I must admit to buying another Tivo last week (250GB, lifetime, PSTN) - would it be possible to swap the HDD's between Tivo's (i.e. put the "corrupted" drive into the PSTN box) and make the call that way, then swap them back? 

I'm confident to do hardware swaps, I'm not so handy at the bash prompt...

Thanks for your help - can I buy you a pint ?!


----------



## Penny Cook (Apr 9, 2003)

Answering my own question here - I'd still have to change the dialling parameters from network to PSTN, because that info is on the HDD, isn't it?

D'Oh !!!


----------



## mikerr (Jun 2, 2005)

Yes, if you swap a network configured drive to a non-network tivo,
the daily call goes via dialup.

No config change needed.


----------



## Penny Cook (Apr 9, 2003)

Thanks Mike,

So it would be as simple as pulling the Turbonet card from my "faulty" Tivo, reconnecting to a PSTN socket, running guided setup via PSTN then refitting Turbonet?
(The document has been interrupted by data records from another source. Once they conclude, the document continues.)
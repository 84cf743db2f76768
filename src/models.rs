use std::fmt;

use chrono::NaiveDate;
use serde::{Serialize, Serializer};

pub const MISSING_GRADE: &str = "Н/А";

pub static EMPTY_CELL: Cell = Cell::Empty;

#[derive(Debug, Clone, PartialEq)]
pub enum Cell {
    Empty,
    Number(f64),
    Text(String),
    Date(NaiveDate),
}

impl Cell {
    pub fn text(value: impl Into<String>) -> Self {
        let value = value.into();
        if value.trim().is_empty() {
            Cell::Empty
        } else {
            Cell::Text(value)
        }
    }

    pub fn is_empty(&self) -> bool {
        matches!(self, Cell::Empty)
    }

    pub fn as_text(&self) -> Option<&str> {
        match self {
            Cell::Text(value) => Some(value.as_str()),
            _ => None,
        }
    }
}

impl fmt::Display for Cell {
    fn fmt(&self, f: &mut fmt::Formatter<'_>) -> fmt::Result {
        match self {
            Cell::Empty => Ok(()),
            Cell::Number(value) => write!(f, "{}", format_number(*value)),
            Cell::Text(value) => write!(f, "{}", value.trim()),
            Cell::Date(date) => write!(f, "{}", date.format("%d.%m.%Y")),
        }
    }
}

pub fn format_number(value: f64) -> String {
    if value.fract() == 0.0 && value.abs() < 1e15 {
        format!("{}", value as i64)
    } else {
        format!("{value}")
    }
}

#[derive(Debug, Clone, PartialEq)]
pub enum Grade {
    Numeric(f64),
    Missing,
    Marker(String),
}

impl Grade {
    pub fn from_cell(cell: &Cell) -> Self {
        match cell {
            Cell::Empty => Grade::Missing,
            Cell::Number(value) => Grade::Numeric(*value),
            Cell::Text(value) => {
                let trimmed = value.trim();
                match trimmed.replace(',', ".").parse::<f64>() {
                    Ok(number) if number.is_finite() => Grade::Numeric(number),
                    _ => Grade::Marker(trimmed.to_string()),
                }
            }
            Cell::Date(date) => Grade::Marker(date.format("%d.%m.%Y").to_string()),
        }
    }
}

impl fmt::Display for Grade {
    fn fmt(&self, f: &mut fmt::Formatter<'_>) -> fmt::Result {
        match self {
            Grade::Numeric(value) => write!(f, "{}", format_number(*value)),
            Grade::Missing => write!(f, "{MISSING_GRADE}"),
            Grade::Marker(raw) => write!(f, "{raw}"),
        }
    }
}

impl Serialize for Grade {
    fn serialize<S: Serializer>(&self, serializer: S) -> Result<S::Ok, S::Error> {
        match self {
            Grade::Numeric(value) => serializer.serialize_f64(*value),
            other => serializer.serialize_str(&other.to_string()),
        }
    }
}

#[derive(Debug, Clone, PartialEq)]
pub struct TranscriptRow {
    pub subject: String,
    /// True for the row that opened this subject block.
    pub starts_block: bool,
    pub period_label: String,
    pub period_end_date: String,
    pub final_grade: Grade,
}

#[derive(Debug, Clone, Copy, PartialEq, Eq, Hash, Serialize)]
#[serde(rename_all = "snake_case")]
pub enum ProblemKind {
    Failing,
    Borderline,
    OutstandingDebt,
}

impl ProblemKind {
    pub fn label(self) -> &'static str {
        match self {
            ProblemKind::Failing => "Задолженность",
            ProblemKind::Borderline => "Тройка",
            ProblemKind::OutstandingDebt => "Задолженность (не выставлена оценка)",
        }
    }
}

impl fmt::Display for ProblemKind {
    fn fmt(&self, f: &mut fmt::Formatter<'_>) -> fmt::Result {
        f.write_str(self.label())
    }
}

#[derive(Debug, Clone, PartialEq, Serialize)]
pub struct ProblemRecord {
    pub student_name: String,
    pub class_name: String,
    pub subject: String,
    pub period_label: String,
    pub period_end_date: String,
    pub final_grade: Grade,
    pub problem_kind: ProblemKind,
}

#[derive(Debug, Clone, Copy, PartialEq, Eq, Serialize)]
#[serde(tag = "source", content = "date", rename_all = "snake_case")]
pub enum AsOfDate {
    Extracted(NaiveDate),
    /// Nothing in the header matched; the processing date was used instead.
    Fallback(NaiveDate),
}

impl AsOfDate {
    pub fn date(self) -> NaiveDate {
        match self {
            AsOfDate::Extracted(date) | AsOfDate::Fallback(date) => date,
        }
    }

    pub fn extracted(self) -> Option<NaiveDate> {
        match self {
            AsOfDate::Extracted(date) => Some(date),
            AsOfDate::Fallback(_) => None,
        }
    }
}

#[derive(Debug, Clone, PartialEq, Serialize)]
#[serde(tag = "state", rename_all = "snake_case")]
pub enum FileStatus {
    Processed,
    Skipped { reason: String },
}

#[derive(Debug, Clone, PartialEq, Serialize)]
pub struct FileReport {
    pub file_name: String,
    pub student_name: Option<String>,
    pub class_name: Option<String>,
    pub as_of: Option<AsOfDate>,
    /// Problems recorded while reading this file.
    pub emitted: usize,
    /// Borderline records this file's later grades retracted.
    pub retracted: usize,
    pub status: FileStatus,
}

#[derive(Debug, Clone, Default, Serialize)]
pub struct AnalysisBatch {
    pub problem_records: Vec<ProblemRecord>,
    pub earliest_date: Option<NaiveDate>,
    pub latest_date: Option<NaiveDate>,
    pub files: Vec<FileReport>,
}

impl AnalysisBatch {
    pub fn skipped_files(&self) -> impl Iterator<Item = &FileReport> {
        self.files
            .iter()
            .filter(|file| matches!(file.status, FileStatus::Skipped { .. }))
    }

    pub fn processed_count(&self) -> usize {
        self.files
            .iter()
            .filter(|file| file.status == FileStatus::Processed)
            .count()
    }
}
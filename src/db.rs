use sqlx::{PgPool, Row};

use crate::registry::{ProfileSnapshot, DEFAULT_SUBJECTS};

pub async fn init_db(pool: &PgPool) -> anyhow::Result<()> {
    sqlx::migrate!("./migrations").run(pool).await?;
    Ok(())
}

async fn upsert_subject(pool: &PgPool, name: &str) -> anyhow::Result<i32> {
    let id: i32 = sqlx::query(
        r#"
        INSERT INTO transcript_early_warning.subjects (name)
        VALUES ($1)
        ON CONFLICT (name) DO UPDATE SET name = EXCLUDED.name
        RETURNING id
        "#,
    )
    .bind(name)
    .fetch_one(pool)
    .await?
    .get("id");
    Ok(id)
}

async fn link_profile(pool: &PgPool, class_name: &str, subject_id: i32) -> anyhow::Result<bool> {
    let result = sqlx::query(
        r#"
        INSERT INTO transcript_early_warning.class_profiles (class_name, subject_id)
        VALUES ($1, $2)
        ON CONFLICT (class_name, subject_id) DO NOTHING
        "#,
    )
    .bind(class_name)
    .bind(subject_id)
    .execute(pool)
    .await?;
    Ok(result.rows_affected() > 0)
}

pub async fn seed(pool: &PgPool) -> anyhow::Result<()> {
    for name in DEFAULT_SUBJECTS.iter().chain(["Химия", "Биология", "История"].iter()) {
        upsert_subject(pool, name).await?;
    }

    let profiles = vec![
        ("10А", vec!["Алгебра", "Геометрия", "Физика", "Информатика"]),
        ("10Б", vec!["Химия", "Биология"]),
        ("11А", vec!["Алгебра", "Геометрия", "Вероятность и статистика"]),
    ];

    for (class_name, subjects) in profiles {
        for subject in subjects {
            let subject_id = upsert_subject(pool, subject).await?;
            link_profile(pool, class_name, subject_id).await?;
        }
    }

    Ok(())
}

pub async fn fetch_profile_snapshot(pool: &PgPool) -> anyhow::Result<ProfileSnapshot> {
    let rows = sqlx::query(
        r#"
        SELECT cp.class_name, s.name AS subject
        FROM transcript_early_warning.class_profiles cp
        JOIN transcript_early_warning.subjects s ON s.id = cp.subject_id
        ORDER BY cp.class_name, s.name
        "#,
    )
    .fetch_all(pool)
    .await?;

    let mut snapshot = ProfileSnapshot::new();
    for row in rows {
        let class_name: String = row.get("class_name");
        let subject: String = row.get("subject");
        snapshot.insert(&class_name, &subject);
    }

    Ok(snapshot)
}

/// Import `class_name,subject` rows. Returns how many new profile links were added.
pub async fn import_profiles_csv(pool: &PgPool, csv_path: &std::path::Path) -> anyhow::Result<usize> {
    #[derive(serde::Deserialize)]
    struct CsvRow {
        class_name: String,
        subject: String,
    }

    let mut reader = csv::Reader::from_path(csv_path)?;
    let mut inserted = 0usize;

    for result in reader.deserialize::<CsvRow>() {
        let row = result?;
        let class_name = row.class_name.trim();
        let subject = row.subject.trim();
        if class_name.is_empty() || subject.is_empty() {
            continue;
        }

        let subject_id = upsert_subject(pool, subject).await?;
        if link_profile(pool, class_name, subject_id).await? {
            inserted += 1;
        }
    }

    Ok(inserted)
}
No drive swaps? RESULT ! :up: :up: :up: 

That's great news - I know what I'll be doing this weekend !

I'll let you know how it goes...


----------



## Penny Cook (Apr 9, 2003)

bigwold and mikerr,

Update - I pulled the Turbonet card on Saturday and did another guided setup via PSTN, it's working perfectly now !

I can't thank you enough...

Unfortunately, the replacement Tivo (which I bought in haste) came wrapped in a single layer of bubblewrap, and booted to the GSOD.It eventually booted up OK, but live TV freezes about twice a day and randomly changes channels... looks like next weekend I'll be fitting a new HDD and Hooch...

Thanks again, chaps !


----------